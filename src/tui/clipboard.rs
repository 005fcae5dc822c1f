//! Copying palette hex codes to the system clipboard.
//!
//! A successful copy is acknowledged on the copied swatch for two seconds.

use anyhow::{Context, Result};
use std::time::{Duration, Instant};

/// How long the "Copied!" acknowledgment stays visible.
pub const COPY_ACK_DURATION: Duration = Duration::from_secs(2);

/// Destination for copied text.
pub trait TextSink {
    /// Replaces the clipboard contents with `text`.
    fn set_text(&mut self, text: &str) -> Result<()>;
}

/// The OS clipboard.
#[derive(Debug, Default)]
pub struct SystemClipboard;

impl TextSink for SystemClipboard {
    fn set_text(&mut self, text: &str) -> Result<()> {
        arboard::Clipboard::new()
            .and_then(|mut clipboard| clipboard.set_text(text.to_string()))
            .context("Failed to copy to clipboard")
    }
}

/// Copies hex codes and remembers the last one for acknowledgment.
pub struct HexClipboard {
    sink: Box<dyn TextSink>,
    last_copy: Option<(String, Instant)>,
}

impl HexClipboard {
    /// Clipboard backed by the OS.
    #[must_use]
    pub fn system() -> Self {
        Self::with_sink(Box::new(SystemClipboard))
    }

    /// Clipboard writing to `sink`.
    #[must_use]
    pub fn with_sink(sink: Box<dyn TextSink>) -> Self {
        Self {
            sink,
            last_copy: None,
        }
    }

    /// Copies `hex` and starts its acknowledgment window at `now`.
    ///
    /// A failed copy leaves any earlier acknowledgment untouched.
    pub fn copy(&mut self, hex: &str, now: Instant) -> Result<()> {
        self.sink.set_text(hex)?;
        self.last_copy = Some((hex.to_string(), now));
        tracing::debug!(hex, "copied to clipboard");
        Ok(())
    }

    /// Whether `hex` was copied less than two seconds before `now`.
    #[must_use]
    pub fn is_acknowledged(&self, hex: &str, now: Instant) -> bool {
        self.acknowledged(now) == Some(hex)
    }

    /// Hex code whose acknowledgment is showing at `now`.
    #[must_use]
    pub fn acknowledged(&self, now: Instant) -> Option<&str> {
        self.last_copy
            .as_ref()
            .filter(|(_, at)| now.saturating_duration_since(*at) < COPY_ACK_DURATION)
            .map(|(hex, _)| hex.as_str())
    }
}
//! Theme system for consistent UI colors across dark and light modes.
//!
//! The OS appearance is detected with `dark-light` unless the config pins a
//! mode. Card faces always use the catalog colours; the theme only covers
//! chrome, card backs and text.

use ratatui::style::Color;

use crate::config::ThemeMode;

/// Theme variant identifier.
#[derive(Debug, Clone, Copy, PartialEq, Eq)]
pub enum ThemeVariant {
    /// Slate chrome for dark terminals
    Dark,
    /// Paper chrome for light terminals
    Light,
}

/// Semantic color theme for the TUI.
#[derive(Debug, Clone, PartialEq, Eq)]
pub struct Theme {
    /// Which variant this is
    pub variant: ThemeVariant,

    /// Borders, titles and emphasis
    pub primary: Color,
    /// Highlights and the board cursor
    pub accent: Color,
    /// Matches, confirmations
    pub success: Color,
    /// Errors
    pub error: Color,
    /// In-progress states
    pub warning: Color,

    /// Primary text
    pub text: Color,
    /// Labels and help text
    pub text_muted: Color,

    /// Main background
    pub background: Color,
    /// Panels and dialogs
    pub surface: Color,
    /// Face-down card fill
    pub card_back: Color,
    /// Glyph on a face-down card
    pub card_back_mark: Color,
}

impl Theme {
    /// Detects the OS theme and returns the appropriate Theme.
    #[must_use]
    pub fn detect() -> Self {
        match dark_light::detect() {
            Ok(dark_light::Mode::Light) => Self::light(),
            // Dark mode, unspecified, or detection failure
            Ok(dark_light::Mode::Dark | dark_light::Mode::Unspecified) | Err(_) => Self::dark(),
        }
    }

    /// Theme for a configured mode.
    #[must_use]
    pub fn from_mode(mode: ThemeMode) -> Self {
        match mode {
            ThemeMode::Auto => Self::detect(),
            ThemeMode::Dark => Self::dark(),
            ThemeMode::Light => Self::light(),
        }
    }

    /// Slate chrome for dark terminals.
    #[must_use]
    pub const fn dark() -> Self {
        Self {
            variant: ThemeVariant::Dark,

            primary: Color::Rgb(129, 140, 248),
            accent: Color::Rgb(251, 191, 36),
            success: Color::Rgb(52, 211, 153),
            error: Color::Rgb(248, 113, 113),
            warning: Color::Rgb(251, 146, 60),

            text: Color::Rgb(241, 245, 249),
            text_muted: Color::Rgb(148, 163, 184),

            background: Color::Rgb(15, 23, 42),
            surface: Color::Rgb(30, 41, 59),
            card_back: Color::Rgb(51, 65, 85),
            card_back_mark: Color::Rgb(100, 116, 139),
        }
    }

    /// Paper chrome for light terminals.
    #[must_use]
    pub const fn light() -> Self {
        Self {
            variant: ThemeVariant::Light,

            primary: Color::Rgb(67, 56, 202),
            accent: Color::Rgb(180, 100, 0),
            success: Color::Rgb(0, 128, 0),
            error: Color::Rgb(190, 18, 60),
            warning: Color::Rgb(200, 100, 0),

            text: Color::Rgb(15, 23, 42),
            text_muted: Color::Rgb(71, 85, 105),

            background: Color::Rgb(248, 250, 252),
            surface: Color::Rgb(226, 232, 240),
            card_back: Color::Rgb(203, 213, 225),
            card_back_mark: Color::Rgb(100, 116, 139),
        }
    }
}

impl Default for Theme {
    fn default() -> Self {
        Self::detect()
    }
}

──────────

_Your instructions_.
Using the data above, transcribe the lines that run from the line with "Self::with_sink(Box::new(SystemClipboard))" to the line with "pub struct Theme", both ends kept, and output nothing else.

_Written solution_.
        Self::with_sink(Box::new(SystemClipboard))
    }

    /// Clipboard writing to `sink`.
    #[must_use]
    pub fn with_sink(sink: Box<dyn TextSink>) -> Self {
        Self {
            sink,
            last_copy: None,
        }
    }

    /// Copies `hex` and starts its acknowledgment window at `now`.
    ///
    /// A failed copy leaves any earlier acknowledgment untouched.
    pub fn copy(&mut self, hex: &str, now: Instant) -> Result<()> {
        self.sink.set_text(hex)?;
        self.last_copy = Some((hex.to_string(), now));
        tracing::debug!(hex, "copied to clipboard");
        Ok(())
    }

    /// Whether `hex` was copied less than two seconds before `now`.
    #[must_use]
    pub fn is_acknowledged(&self, hex: &str, now: Instant) -> bool {
        self.acknowledged(now) == Some(hex)
    }

    /// Hex code whose acknowledgment is showing at `now`.
    #[must_use]
    pub fn acknowledged(&self, now: Instant) -> Option<&str> {
        self.last_copy
            .as_ref()
            .filter(|(_, at)| now.saturating_duration_since(*at) < COPY_ACK_DURATION)
            .map(|(hex, _)| hex.as_str())
    }
}
//! Theme system for consistent UI colors across dark and light modes.
//!
//! The OS appearance is detected with `dark-light` unless the config pins a
//! mode. Card faces always use the catalog colours; the theme only covers
//! chrome, card backs and text.

use ratatui::style::Color;

use crate::config::ThemeMode;

/// Theme variant identifier.
#[derive(Debug, Clone, Copy, PartialEq, Eq)]
pub enum ThemeVariant {
    /// Slate chrome for dark terminals
    Dark,
    /// Paper chrome for light terminals
    Light,
}

/// Semantic color theme for the TUI.
#[derive(Debug, Clone, PartialEq, Eq)]
pub struct Theme {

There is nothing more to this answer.